Poderão nos perguntar: mas as pessoas não são livres para optar no que vai trabalhar no 
regime atual? Isso é um discurso, como gostam de falar cinicamente para nós, utópico. As 
pessoas seriam livres se tivessem condições iguais de tratamento, educação, criação, 
saúde, habitação, ou seja, se tivessem suas necessidades básicas atendidas de forma igual, 
quando isso não ocorre, não há igualdade de oportunidades, porque não houve igualdade de 
preparo para essas oportunidades. Essa sociedade, não é minha, porque não posso optar e 
quando manifesto minha opção de não querê-la sou julgado como “antipatriota”, 
“terrorista”, “rebelde”, “subversivo” e outros adjetivos desqualificadores, que demonstram 
bem a face repressora desse modelo. O caso é que se o regime fosse realmente democrático, 
nos daria espaço para não só fazer uma suposta oposição, mas como apresentar, fazer e 
viver um modelo diferente do proposto, mas não é aceitável. Somos obrigadxs a votar, a 
trabalhar, a servir num exército, a seguir as regras que não fizemos e que se as 
quebramos, somos punidxs. Tudo isso é a face da escravidão atual.
E há casos em que isso se acentua muito, quando os empregadores que não possuem limites 
para ganância e cobiça, transformam e condicionam seus semelhantes ao modelo escravo direto.
Nesse século XXI, como temos alertado com frequência, o avanço de modelos mais 
exploradores e opressores, inspirados no inicio da revolução industrial, continua. Um dos 
maiores regimes escravagistas do momento tem ditado a regra de trabalho ao mundo: a China, 
dita comunista, mas que sabemos ser um capitalismo estatal, tem controlado e educado sua 
mão de obra para serem produtivxs e muito baratxs. A população chinesa foi alvo de uma 
enorme repressão sanguinária por décadas, massacrando toda aspiração de liberdade e 
rompimento com o modelo ditatorial imposto pelo partido único. O resultado é uma força de 
trabalho domada pela violência psíquica aplicada metodicamente por seus dirigentes, com 
uma produção sem prescindentes na humanidade, de tal forma que está orientando as relações 
de trabalho no mundo: ou se flexibiliza as forças de produção, submetendo todxs 
trabalhadorxs a essa lógica opressora e altamente exploradora (como se não soubéssemos 
disso a séculos!), ou xs trabalhadorxs serão descartadxs como vemos ocorrer em todo mundo.
O que se faz numa situação dessas? No Brasil, como em qualquer parte do mundo, é passada a 
hora do rompimento com os modelos reformistas de administração do trabalho: sindicatos e 
legislação, que são camisas de força dxs trabalhadorxs. Isso unido à uma união direta dxs 
trablhadorxs, sem intermediárixs e nem sindicalistas profissionais. Dessa força é que 
consegue parar a escravidão atual, repor as necessidades dxs trabalhadorxs, reduzir e 
parar a exploração de suas riquezas e repor os danos feitos a nossa gente por séculos.

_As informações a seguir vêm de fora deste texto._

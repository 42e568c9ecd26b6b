//! Directory tools: listing, navigation, creation, deletion.

use std::fs;
use std::io::ErrorKind;

use super::{Session, Tool};

/// List the contents of a directory.
pub struct ListDirectory;

impl Tool for ListDirectory {
    fn name(&self) -> &str {
        "List Directory"
    }

    fn description(&self) -> &str {
        "Lists files in the specified directory. Input should be a valid directory inside the sandbox directory, or ' ' for the current directory."
    }

    fn execute(&self, input: &str, session: &mut Session) -> String {
        let directory = if input.trim().is_empty() {
            session.current_dir().to_path_buf()
        } else {
            session.resolve(input)
        };

        if !directory.is_dir() {
            return "Invalid directory.".to_string();
        }

        let entries = match fs::read_dir(&directory) {
            Ok(entries) => entries,
            Err(e) if e.kind() == ErrorKind::NotFound => {
                return format!("Error: The directory '{}' does not exist.", directory.display());
            }
            Err(e) if e.kind() == ErrorKind::PermissionDenied => {
                return format!(
                    "Error: Permission denied when accessing '{}'.",
                    directory.display()
                );
            }
            Err(e) => return format!("Error listing directory: {}", e),
        };

        let mut output = format!("Directory listing for: {}\n", directory.display());
        output.push_str("-----------------------------------\n");
        for entry in entries {
            let entry = match entry {
                Ok(entry) => entry,
                Err(e) => return format!("Error listing directory: {}", e),
            };
            let name = entry.file_name().to_string_lossy().into_owned();
            match entry.metadata() {
                Ok(meta) if meta.is_dir() => {
                    output.push_str(&format!("[DIR]  {}\n", name));
                }
                Ok(meta) => {
                    output.push_str(&format!("[FILE] {}  ({} bytes)\n", name, meta.len()));
                }
                Err(e) => return format!("Error listing directory: {}", e),
            }
        }
        output.trim_end().to_string()
    }
}

/// Change the session's working directory.
pub struct ChangeDirectory;

impl Tool for ChangeDirectory {
    fn name(&self) -> &str {
        "Change Directory"
    }

    fn description(&self) -> &str {
        "Changes the current working directory. Navigates to one if needed. Input should be a valid directory name inside the sandbox directory."
    }

    fn execute(&self, input: &str, session: &mut Session) -> String {
        // Resolved against the sandbox root, not the current directory.
        let new_dir = session.root().join(input.trim());

        if new_dir.is_dir() {
            if input.trim() == ".." {
                return "Forbidden directory.".to_string();
            }
            let message = format!("Changed directory to {}", new_dir.display());
            session.set_current_dir(new_dir);
            return message;
        }
        "Invalid directory.".to_string()
    }
}

/// Create a directory under the current directory.
pub struct CreateDirectory;

impl Tool for CreateDirectory {
    fn name(&self) -> &str {
        "Create Directory"
    }

    fn description(&self) -> &str {
        "Creates a new directory in the current directory. Input should be the directory name."
    }

    fn execute(&self, input: &str, session: &mut Session) -> String {
        let new_dir = session.resolve(input);

        if new_dir.exists() {
            return "Directory already exists.".to_string();
        }

        match fs::create_dir_all(&new_dir) {
            Ok(()) => format!("Directory '{}' created.", input),
            Err(e) if e.kind() == ErrorKind::PermissionDenied => {
                format!("Permission denied: Unable to create directory '{}'.", input)
            }
            Err(e) => format!("Error creating directory: {}", e),
        }
    }
}

/// Delete an empty directory under the current directory.
pub struct DeleteDirectory;

impl Tool for DeleteDirectory {
    fn name(&self) -> &str {
        "Delete Directory"
    }

    fn description(&self) -> &str {
        "Deletes a directory in the current directory. Input should be the directory name."
    }

    fn execute(&self, input: &str, session: &mut Session) -> String {
        let dir_path = session.resolve(input);

        match fs::remove_dir(&dir_path) {
            Ok(()) => format!("Directory '{}' deleted.", input),
            Err(e) if e.kind() == ErrorKind::NotFound => "Directory not found.".to_string(),
            Err(e) if e.kind() == ErrorKind::PermissionDenied => {
                format!("Permission denied: Unable to delete directory '{}'.", input)
            }
            Err(_) => "Directory not empty or not found.".to_string(),
        }
    }
}

#[cfg(test)]
mod tests {
    use super::*;
    use std::fs;
    use tempfile::tempdir;

    #[test]
    fn list_directory_formats_files_and_dirs() {
        let root = tempdir().unwrap();
        fs::create_dir(root.path().join("sub")).unwrap();
        fs::write(root.path().join("a.txt"), "hello").unwrap();
        let mut session = Session::new(root.path());

        let listing = ListDirectory.execute("", &mut session);
        assert!(listing.starts_with(&format!(
            "Directory listing for: {}",
            root.path().display()
        )));
        assert!(listing.contains("[DIR]  sub"));
        assert!(listing.contains("[FILE] a.txt  (5 bytes)"));
    }

    #[test]
    fn list_directory_rejects_missing_path() {
        let root = tempdir().unwrap();
        let mut session = Session::new(root.path());
        assert_eq!(ListDirectory.execute("nope", &mut session), "Invalid directory.");
    }

    #[test]
    fn change_directory_moves_session_state() {
        let root = tempdir().unwrap();
        fs::create_dir(root.path().join("sub")).unwrap();
        let mut session = Session::new(root.path());

        let message = ChangeDirectory.execute("sub", &mut session);
        assert!(message.starts_with("Changed directory to "));
        assert_eq!(session.current_dir(), root.path().join("sub"));
    }

    #[test]
    fn change_directory_refuses_parent() {
        let root = tempdir().unwrap();
        let mut session = Session::new(root.path());
        assert_eq!(
            ChangeDirectory.execute("..", &mut session),
            "Forbidden directory."
        );
        assert_eq!(session.current_dir(), root.path());
    }

    #[test]
    fn change_directory_resolves_from_root_not_current() {
        let root = tempdir().unwrap();
        fs::create_dir_all(root.path().join("a/b")).unwrap();
        let mut session = Session::new(root.path());

        ChangeDirectory.execute("a", &mut session);
        // "b" alone is relative to the root, where it does not exist.
        assert_eq!(ChangeDirectory.execute("b", &mut session), "Invalid directory.");
        let message = ChangeDirectory.execute("a/b", &mut session);
        assert!(message.starts_with("Changed directory to "));
    }

    #[test]
    fn create_directory_reports_existing() {
        let root = tempdir().unwrap();
        let mut session = Session::new(root.path());

        assert_eq!(
            CreateDirectory.execute("fresh", &mut session),
            "Directory 'fresh' created."
        );
        assert_eq!(
            CreateDirectory.execute("fresh", &mut session),
            "Directory already exists."
        );
    }

    #[test]
    fn delete_directory_requires_empty() {
        let root = tempdir().unwrap();
        fs::create_dir(root.path().join("full")).unwrap();
        fs::write(root.path().join("full/x"), "x").unwrap();
        let mut session = Session::new(root.path());

        assert_eq!(
            DeleteDirectory.execute("full", &mut session),
            "Directory not empty or not found."
        );
        assert_eq!(
            DeleteDirectory.execute("gone", &mut session),
            "Directory not found."
        );

        fs::remove_file(root.path().join("full/x")).unwrap();
        assert_eq!(
            DeleteDirectory.execute("full", &mut session),
            "Directory 'full' deleted."
        );
    }
}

Poderão não querer aceitar isso e continuar em um mundo de fantasia, mas veja que esse 
mundo esta sendo feito e refeito através da repressão diário, pelas violações psíquicas 
constantes de propagandas ilusionistas e por fim com a inundação feita pela China de seus 
valores de exploração e opressão avançados, do qual o empresariado mundial está todo 
radiante, pois seus custos se reduzirão sobre a mão de obra escrava tornada mundial.
Se a escravidão ainda é algo atual, não menos atual é a luta e resistência de todxs xs 
oprimidxs a essa barbarização. Una-se, esse é o pesadelo dx opressorx e exploradorx!